Your objective:
The word "bought" marks the lines you need; copy each of them from the data.

──────── Material shown

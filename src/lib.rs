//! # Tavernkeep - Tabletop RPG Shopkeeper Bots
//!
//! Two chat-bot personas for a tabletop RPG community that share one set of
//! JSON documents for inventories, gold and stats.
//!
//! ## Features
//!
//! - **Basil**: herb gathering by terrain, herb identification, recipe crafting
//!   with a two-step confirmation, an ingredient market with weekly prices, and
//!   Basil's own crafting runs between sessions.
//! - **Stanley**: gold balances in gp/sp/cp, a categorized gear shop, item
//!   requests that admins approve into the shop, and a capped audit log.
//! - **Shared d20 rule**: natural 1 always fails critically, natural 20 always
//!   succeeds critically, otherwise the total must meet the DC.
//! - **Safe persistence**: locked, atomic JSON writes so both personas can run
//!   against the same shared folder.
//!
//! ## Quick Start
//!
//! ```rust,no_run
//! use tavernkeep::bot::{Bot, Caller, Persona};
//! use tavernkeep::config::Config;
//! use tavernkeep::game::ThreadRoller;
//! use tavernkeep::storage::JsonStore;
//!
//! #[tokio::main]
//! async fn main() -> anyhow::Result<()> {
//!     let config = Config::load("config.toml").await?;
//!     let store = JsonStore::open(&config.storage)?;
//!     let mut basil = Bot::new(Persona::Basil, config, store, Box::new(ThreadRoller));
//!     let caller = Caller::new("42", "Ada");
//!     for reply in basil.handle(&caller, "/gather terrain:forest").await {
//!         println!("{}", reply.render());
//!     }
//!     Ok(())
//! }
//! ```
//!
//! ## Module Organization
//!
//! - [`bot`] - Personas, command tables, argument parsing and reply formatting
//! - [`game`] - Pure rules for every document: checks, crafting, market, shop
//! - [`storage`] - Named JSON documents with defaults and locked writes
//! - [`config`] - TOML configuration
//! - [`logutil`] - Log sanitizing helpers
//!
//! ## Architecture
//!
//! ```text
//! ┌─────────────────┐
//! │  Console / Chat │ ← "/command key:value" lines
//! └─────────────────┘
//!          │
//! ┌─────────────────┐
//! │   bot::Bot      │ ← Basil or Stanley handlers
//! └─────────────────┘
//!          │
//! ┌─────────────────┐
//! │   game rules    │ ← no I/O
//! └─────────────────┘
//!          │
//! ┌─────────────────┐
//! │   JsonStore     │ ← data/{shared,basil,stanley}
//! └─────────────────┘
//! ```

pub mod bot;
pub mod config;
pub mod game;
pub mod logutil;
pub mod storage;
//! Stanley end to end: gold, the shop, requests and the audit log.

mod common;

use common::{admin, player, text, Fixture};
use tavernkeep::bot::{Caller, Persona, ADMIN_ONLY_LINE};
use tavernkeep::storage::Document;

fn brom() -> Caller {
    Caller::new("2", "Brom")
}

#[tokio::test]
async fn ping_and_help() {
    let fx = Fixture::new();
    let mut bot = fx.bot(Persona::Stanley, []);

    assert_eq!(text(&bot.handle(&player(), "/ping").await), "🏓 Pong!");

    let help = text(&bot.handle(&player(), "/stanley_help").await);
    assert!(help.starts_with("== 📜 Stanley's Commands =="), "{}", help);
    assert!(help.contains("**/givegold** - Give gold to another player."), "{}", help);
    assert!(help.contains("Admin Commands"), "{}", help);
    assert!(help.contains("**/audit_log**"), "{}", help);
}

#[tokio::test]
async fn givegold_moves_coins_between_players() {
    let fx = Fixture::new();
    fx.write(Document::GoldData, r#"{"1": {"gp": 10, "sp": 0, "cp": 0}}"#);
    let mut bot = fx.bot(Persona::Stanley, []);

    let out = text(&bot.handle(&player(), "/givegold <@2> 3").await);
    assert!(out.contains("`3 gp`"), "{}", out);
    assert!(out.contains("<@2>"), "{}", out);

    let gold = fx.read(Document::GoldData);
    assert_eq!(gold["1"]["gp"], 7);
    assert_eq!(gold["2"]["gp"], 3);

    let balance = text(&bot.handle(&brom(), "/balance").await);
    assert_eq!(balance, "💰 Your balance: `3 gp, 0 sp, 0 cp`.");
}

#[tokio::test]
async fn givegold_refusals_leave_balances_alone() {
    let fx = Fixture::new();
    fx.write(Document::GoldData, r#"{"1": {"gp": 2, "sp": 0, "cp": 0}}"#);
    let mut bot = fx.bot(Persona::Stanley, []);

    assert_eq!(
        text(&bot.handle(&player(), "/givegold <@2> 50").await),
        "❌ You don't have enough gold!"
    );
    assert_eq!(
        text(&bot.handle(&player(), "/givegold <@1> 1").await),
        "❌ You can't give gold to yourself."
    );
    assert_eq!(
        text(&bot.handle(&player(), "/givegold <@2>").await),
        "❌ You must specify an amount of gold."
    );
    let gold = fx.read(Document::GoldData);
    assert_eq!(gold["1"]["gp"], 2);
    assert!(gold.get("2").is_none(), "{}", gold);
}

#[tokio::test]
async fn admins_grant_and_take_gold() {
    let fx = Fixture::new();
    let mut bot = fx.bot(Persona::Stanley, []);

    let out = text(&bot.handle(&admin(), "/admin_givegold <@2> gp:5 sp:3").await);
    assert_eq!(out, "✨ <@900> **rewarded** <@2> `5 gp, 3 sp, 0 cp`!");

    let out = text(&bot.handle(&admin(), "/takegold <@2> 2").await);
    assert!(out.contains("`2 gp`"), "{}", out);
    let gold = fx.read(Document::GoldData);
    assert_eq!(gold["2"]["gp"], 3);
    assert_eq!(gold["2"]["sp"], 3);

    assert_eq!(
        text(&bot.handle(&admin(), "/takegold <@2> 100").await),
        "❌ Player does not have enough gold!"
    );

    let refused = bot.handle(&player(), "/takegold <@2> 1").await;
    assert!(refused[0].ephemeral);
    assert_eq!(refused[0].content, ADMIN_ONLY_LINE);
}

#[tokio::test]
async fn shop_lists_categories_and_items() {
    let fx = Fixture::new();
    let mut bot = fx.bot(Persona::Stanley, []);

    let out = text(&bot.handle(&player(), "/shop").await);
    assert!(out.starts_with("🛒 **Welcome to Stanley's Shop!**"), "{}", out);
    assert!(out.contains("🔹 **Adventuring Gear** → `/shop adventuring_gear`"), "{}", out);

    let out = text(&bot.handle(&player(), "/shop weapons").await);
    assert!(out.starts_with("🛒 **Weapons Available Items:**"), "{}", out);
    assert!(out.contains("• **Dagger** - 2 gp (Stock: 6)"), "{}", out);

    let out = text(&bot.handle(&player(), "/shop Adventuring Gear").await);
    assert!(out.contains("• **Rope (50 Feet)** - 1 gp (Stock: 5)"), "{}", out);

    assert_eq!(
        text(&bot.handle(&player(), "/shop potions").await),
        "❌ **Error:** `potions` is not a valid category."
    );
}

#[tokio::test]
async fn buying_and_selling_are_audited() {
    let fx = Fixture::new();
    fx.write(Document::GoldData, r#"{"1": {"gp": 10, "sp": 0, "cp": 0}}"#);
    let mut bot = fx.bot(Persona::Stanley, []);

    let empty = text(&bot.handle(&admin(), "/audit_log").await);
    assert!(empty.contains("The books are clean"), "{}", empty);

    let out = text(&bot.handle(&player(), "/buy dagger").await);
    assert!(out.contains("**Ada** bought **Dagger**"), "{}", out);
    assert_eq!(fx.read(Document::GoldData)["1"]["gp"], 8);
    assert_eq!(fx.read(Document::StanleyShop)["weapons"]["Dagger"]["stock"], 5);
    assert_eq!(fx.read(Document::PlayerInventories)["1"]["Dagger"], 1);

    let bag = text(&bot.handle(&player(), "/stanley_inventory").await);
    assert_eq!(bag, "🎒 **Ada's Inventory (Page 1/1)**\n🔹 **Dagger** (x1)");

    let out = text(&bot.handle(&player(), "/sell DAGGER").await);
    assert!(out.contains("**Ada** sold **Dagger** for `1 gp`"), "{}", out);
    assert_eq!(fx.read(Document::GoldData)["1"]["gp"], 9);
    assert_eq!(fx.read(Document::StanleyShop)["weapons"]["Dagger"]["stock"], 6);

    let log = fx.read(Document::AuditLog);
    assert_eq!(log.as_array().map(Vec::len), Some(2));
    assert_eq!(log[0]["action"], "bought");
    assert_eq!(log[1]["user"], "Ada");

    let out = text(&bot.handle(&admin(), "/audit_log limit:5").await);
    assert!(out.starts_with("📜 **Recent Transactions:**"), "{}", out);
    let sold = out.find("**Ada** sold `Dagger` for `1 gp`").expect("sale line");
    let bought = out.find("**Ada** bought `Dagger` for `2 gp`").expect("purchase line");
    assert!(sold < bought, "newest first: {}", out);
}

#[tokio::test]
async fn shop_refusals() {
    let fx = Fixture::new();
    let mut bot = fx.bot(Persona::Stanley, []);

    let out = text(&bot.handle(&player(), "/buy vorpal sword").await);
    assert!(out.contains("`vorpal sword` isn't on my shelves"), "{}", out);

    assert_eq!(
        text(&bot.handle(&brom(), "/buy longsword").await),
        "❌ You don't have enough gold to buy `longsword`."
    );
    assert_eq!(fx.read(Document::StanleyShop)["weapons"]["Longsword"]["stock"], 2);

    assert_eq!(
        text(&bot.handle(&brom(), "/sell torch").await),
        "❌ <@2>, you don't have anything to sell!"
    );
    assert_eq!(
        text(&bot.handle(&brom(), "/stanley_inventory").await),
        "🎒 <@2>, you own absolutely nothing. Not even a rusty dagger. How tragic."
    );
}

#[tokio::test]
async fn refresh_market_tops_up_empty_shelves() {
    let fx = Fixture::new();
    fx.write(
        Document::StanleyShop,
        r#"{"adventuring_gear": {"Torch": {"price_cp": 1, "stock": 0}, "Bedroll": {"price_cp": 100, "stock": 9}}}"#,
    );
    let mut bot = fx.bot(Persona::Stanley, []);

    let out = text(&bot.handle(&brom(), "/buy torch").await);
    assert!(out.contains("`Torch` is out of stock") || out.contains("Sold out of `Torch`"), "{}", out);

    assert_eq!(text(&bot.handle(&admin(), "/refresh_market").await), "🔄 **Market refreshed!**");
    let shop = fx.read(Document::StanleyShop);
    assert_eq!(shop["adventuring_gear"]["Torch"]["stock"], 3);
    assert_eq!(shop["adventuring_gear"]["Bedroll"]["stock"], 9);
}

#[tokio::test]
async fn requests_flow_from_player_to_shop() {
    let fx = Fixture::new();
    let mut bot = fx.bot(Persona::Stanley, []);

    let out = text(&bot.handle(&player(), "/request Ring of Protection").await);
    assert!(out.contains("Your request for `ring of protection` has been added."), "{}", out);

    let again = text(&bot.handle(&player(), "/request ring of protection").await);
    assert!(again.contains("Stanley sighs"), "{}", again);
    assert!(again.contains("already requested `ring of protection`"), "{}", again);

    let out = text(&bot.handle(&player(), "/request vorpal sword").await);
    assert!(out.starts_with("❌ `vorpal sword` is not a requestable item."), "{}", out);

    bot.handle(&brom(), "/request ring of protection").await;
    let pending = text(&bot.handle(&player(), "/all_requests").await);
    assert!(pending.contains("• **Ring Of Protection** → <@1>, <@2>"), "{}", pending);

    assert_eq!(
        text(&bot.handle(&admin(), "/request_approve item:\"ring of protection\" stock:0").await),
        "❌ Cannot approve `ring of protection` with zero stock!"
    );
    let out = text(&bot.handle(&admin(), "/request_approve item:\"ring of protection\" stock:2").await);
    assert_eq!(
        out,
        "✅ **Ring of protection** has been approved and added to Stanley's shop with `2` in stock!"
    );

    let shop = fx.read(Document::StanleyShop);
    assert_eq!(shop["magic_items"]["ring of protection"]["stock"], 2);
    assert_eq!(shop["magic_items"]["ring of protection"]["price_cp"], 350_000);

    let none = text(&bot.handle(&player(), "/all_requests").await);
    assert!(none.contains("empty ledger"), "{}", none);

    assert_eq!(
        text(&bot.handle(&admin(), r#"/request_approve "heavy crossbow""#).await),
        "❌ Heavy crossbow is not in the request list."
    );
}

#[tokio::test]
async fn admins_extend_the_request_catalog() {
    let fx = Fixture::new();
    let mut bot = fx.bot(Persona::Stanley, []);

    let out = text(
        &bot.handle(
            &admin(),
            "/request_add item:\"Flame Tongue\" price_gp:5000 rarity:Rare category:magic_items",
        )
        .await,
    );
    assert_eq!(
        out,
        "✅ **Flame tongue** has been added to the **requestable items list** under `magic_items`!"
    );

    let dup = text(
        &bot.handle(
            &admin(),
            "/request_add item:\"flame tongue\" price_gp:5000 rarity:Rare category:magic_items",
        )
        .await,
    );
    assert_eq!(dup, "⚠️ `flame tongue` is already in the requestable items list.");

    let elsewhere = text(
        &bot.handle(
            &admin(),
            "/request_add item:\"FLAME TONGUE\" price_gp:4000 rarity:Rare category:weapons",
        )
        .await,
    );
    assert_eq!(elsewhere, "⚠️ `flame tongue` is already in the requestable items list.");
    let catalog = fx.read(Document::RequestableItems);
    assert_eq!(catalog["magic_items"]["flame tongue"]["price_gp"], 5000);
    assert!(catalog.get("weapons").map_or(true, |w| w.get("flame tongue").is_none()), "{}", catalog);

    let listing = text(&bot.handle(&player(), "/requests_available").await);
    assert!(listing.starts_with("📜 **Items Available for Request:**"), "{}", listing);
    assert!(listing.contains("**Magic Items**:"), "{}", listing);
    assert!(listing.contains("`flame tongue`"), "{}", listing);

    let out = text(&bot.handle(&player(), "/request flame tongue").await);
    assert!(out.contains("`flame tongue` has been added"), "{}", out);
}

────────────────

Reply:
    assert!(out.contains("**Ada** bought **Dagger**"), "{}", out);
    assert_eq!(log[0]["action"], "bought");
    let bought = out.find("**Ada** bought `Dagger` for `2 gp`").expect("purchase line");
    assert!(sold < bought, "newest first: {}", out);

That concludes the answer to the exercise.